Santiago-Bond became the chief of the newly formed Advanced Engineering Development Branch that she helped create and that had worked on 70 different projects as of 2019 As head of the branch, she is in charge of more than 20 engineers and a handful of interns. After 17 years of working for NASA, she is also the chief of KSC's Safety and Mission Assurance department's institutional division and overlooks the operations of about fifty employees. Santiago-Bond has said that NASA has helped her grow as a leader in her shift from electronic to systems engineering, especially as a woman. Eager for females to stand out in the workplace, she affirmed, "It's very important for women to lift each other up.

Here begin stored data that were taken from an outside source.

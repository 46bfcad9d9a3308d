//! Sample records for `corona generate`

use chrono::{DateTime, Utc};
use corona::{MetricKind, MetricRecord, MetricResult};

const OBSERVER: &str = "http://example.com/observer/demoAgent";

#[derive(Clone, Copy, PartialEq, Eq, clap::ValueEnum)]
pub enum DemoKind {
    App,
    Cov,
    Router,
    All,
}

pub fn records(kind: DemoKind, now: DateTime<Utc>) -> MetricResult<Vec<MetricRecord>> {
    match kind {
        DemoKind::App => Ok(vec![bacnet_application(now)?]),
        DemoKind::Cov => Ok(vec![cov_notification(now)?]),
        DemoKind::Router => Ok(vec![router_bbmd(now)?]),
        DemoKind::All => Ok(vec![bacnet_application(now)?, cov_notification(now)?, router_bbmd(now)?]),
    }
}

fn bacnet_application(now: DateTime<Utc>) -> MetricResult<MetricRecord> {
    MetricRecord::builder(
        MetricKind::BacnetApplication,
        "http://example.com/metricInstance/bacnetApp/devDemo/1715000000",
    )
    .source_entity_uri("http://example.com/device/bacnetDeviceDemo")
    .source_entity_address("192.168.1.200")
    .observed_from(OBSERVER)
    .description("Sample BACnet application metrics for Demo Device")
    .metric_identifier("bacnet_app_demo")
    .metric_name("BACnet App Stats (Demo)")
    .timestamp(now)
    .value("readPropertyRequests", 250)
    .value("readPropertyResponses", 245)
    .value("who_is_requests_sent", 15)
    .value("global_who_is_requests_sent", 10)
    .value("directed_who_is_requests_sent", 5)
    .value("i_am_responses_received", 8)
    .value("total_bacnet_messages_sent", 300)
    .value("total_broadcasts_received", 25)
    .build()
}

fn cov_notification(now: DateTime<Utc>) -> MetricResult<MetricRecord> {
    MetricRecord::builder(
        MetricKind::CovNotification,
        "http://example.com/metricInstance/cov/devDemo/1715000100",
    )
    .source_entity_uri("http://example.com/device/bacnetDeviceDemo")
    .source_entity_address("192.168.1.200")
    .observed_from(OBSERVER)
    .description("Sample COV metrics for Demo Device")
    .metric_identifier("cov_demo")
    .metric_name("COV Stats (Demo)")
    .timestamp(now)
    .value("unconfirmed_cov_notifications_sent", 600)
    .value("confirmed_cov_notifications_received", 30)
    .build()
}

fn router_bbmd(now: DateTime<Utc>) -> MetricResult<MetricRecord> {
    MetricRecord::builder(
        MetricKind::RouterBbmd,
        "http://example.com/metricInstance/router/gwDemo/1715000200",
    )
    .source_entity_uri("http://example.com/device/gatewayDemo")
    .source_entity_address("10.0.0.2")
    .observed_from(OBSERVER)
    .description("Sample Router/BBMD metrics for Demo Gateway")
    .metric_identifier("router_demo")
    .metric_name("Router/BBMD Stats (Demo)")
    .timestamp(now)
    .value("messages_routed", 15000)
    .value("messages_forwarded", 750)
    .value("routed_devices_seen", 30)
    .value("bbmd_entries_count", 12)
    .build()
}

#[cfg(test)]
mod tests {
    use super::*;

    #[test]
    fn test_all_demo_records_build() {
        let records = records(DemoKind::All, Utc::now()).unwrap();
        let kinds: Vec<MetricKind> = records.iter().map(|r| r.kind()).collect();
        assert_eq!(kinds, MetricKind::ALL.to_vec());
        assert_eq!(records[0].present_fields().count(), 8);
    }
}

It's important for women to break new ground and pave the way."

== Research and publications ==
As part of the RESOLVE (Regolith and Environment Science and Oxygen and Lunar Volatiles Extraction) payload project, Santiago-Bond and some coworkers planned an exploration mission of lunar compounds, such as water ice, that would be mapped via a rover. The RESOLVE project aims to enact "in situ resource utilization" as a way to reduce or eliminate materials that must be brought up from Earth and placed on the Moon's surface for human use. Chemical/mineral mapping of the Moon's surface can be accomplished using spectrophotometric measurements. NASA's rover will implement the Oxygen Volatile Extraction Node (OVEN) and the Lunar Advanced Volatile Analysis system (LAVA) in order to extract lunar volatile components and allow for evaluation by means of gas chromatography (GC), respectively.

LAVA's Fluid Subsystem, FSS, was studied by Santiago-Bond along with an intern and other mentors to better understand fluid dynamics, especially when exposed to a lunar vacuum. An experimental set-up was constructed to mimic the flow of the GC unit, and various transfer line inner diameters were used for comparison. Additionally, in another experiment, these same transfer lines were connected to an Inficon Micro GC 3000; flow rates were found to decrease with smaller transfer lines. Experimental patterns revealed that vacuum conditions had minimal influence on the identification of chemical compounds and that gas chromatography can be operated in a variety of conditions. These findings were published in 2015 by Santiago-Bond and a NASA intern, Marianne Gonzalez.

In another study, Santiago-Bond troubleshot the baseline mass spectrometer of the LAVA subsystem called OI Analytical (OIA MS) since it had issues in the past. Tests were performed at the Kennedy Space Center with Beau Peacock and Janine Captain as well as Evan Niedholdt from JPL and Gottfried. Conducted over the course of 10 weeks, these tests monitored the chamber health and facilitated the use of another mass spectrometer in addition to the OIA MS to aid in detecting anomalies and possible causes for them. Santiago-Bond's contributions were mentioned in a NASA internship report in 2015.

== Recognition ==
Santiago-Bond has received many accolades over the course of her career. She was endorsed as a "speaker who can inspire learners" at a press conference at Sta. Marcela Central School, the oldest public school in Apayao province in the Philippines, by Department of Education Secretary Leonor Briones in 2019. She was also a guest speaker at the book launch of Disrupt 3.0. Filipina Women: Rising on March 28, 2019, which commemorated National Women's Month at the Philippine Embassy in Washington, DC. In October of 2021, the U.S. Embassy in the Philippines partnered with the Philippine Space Agency (PhilSA) to present two webinars featuring female NASA scientists, of which Santiago-Bond was one. In the first webinar held on October 4, she described the experiences of women scientists, astronauts, and engineers in space. She was also applauded by Vaughn College for her outstanding contributions to the field of engineering in May 2022.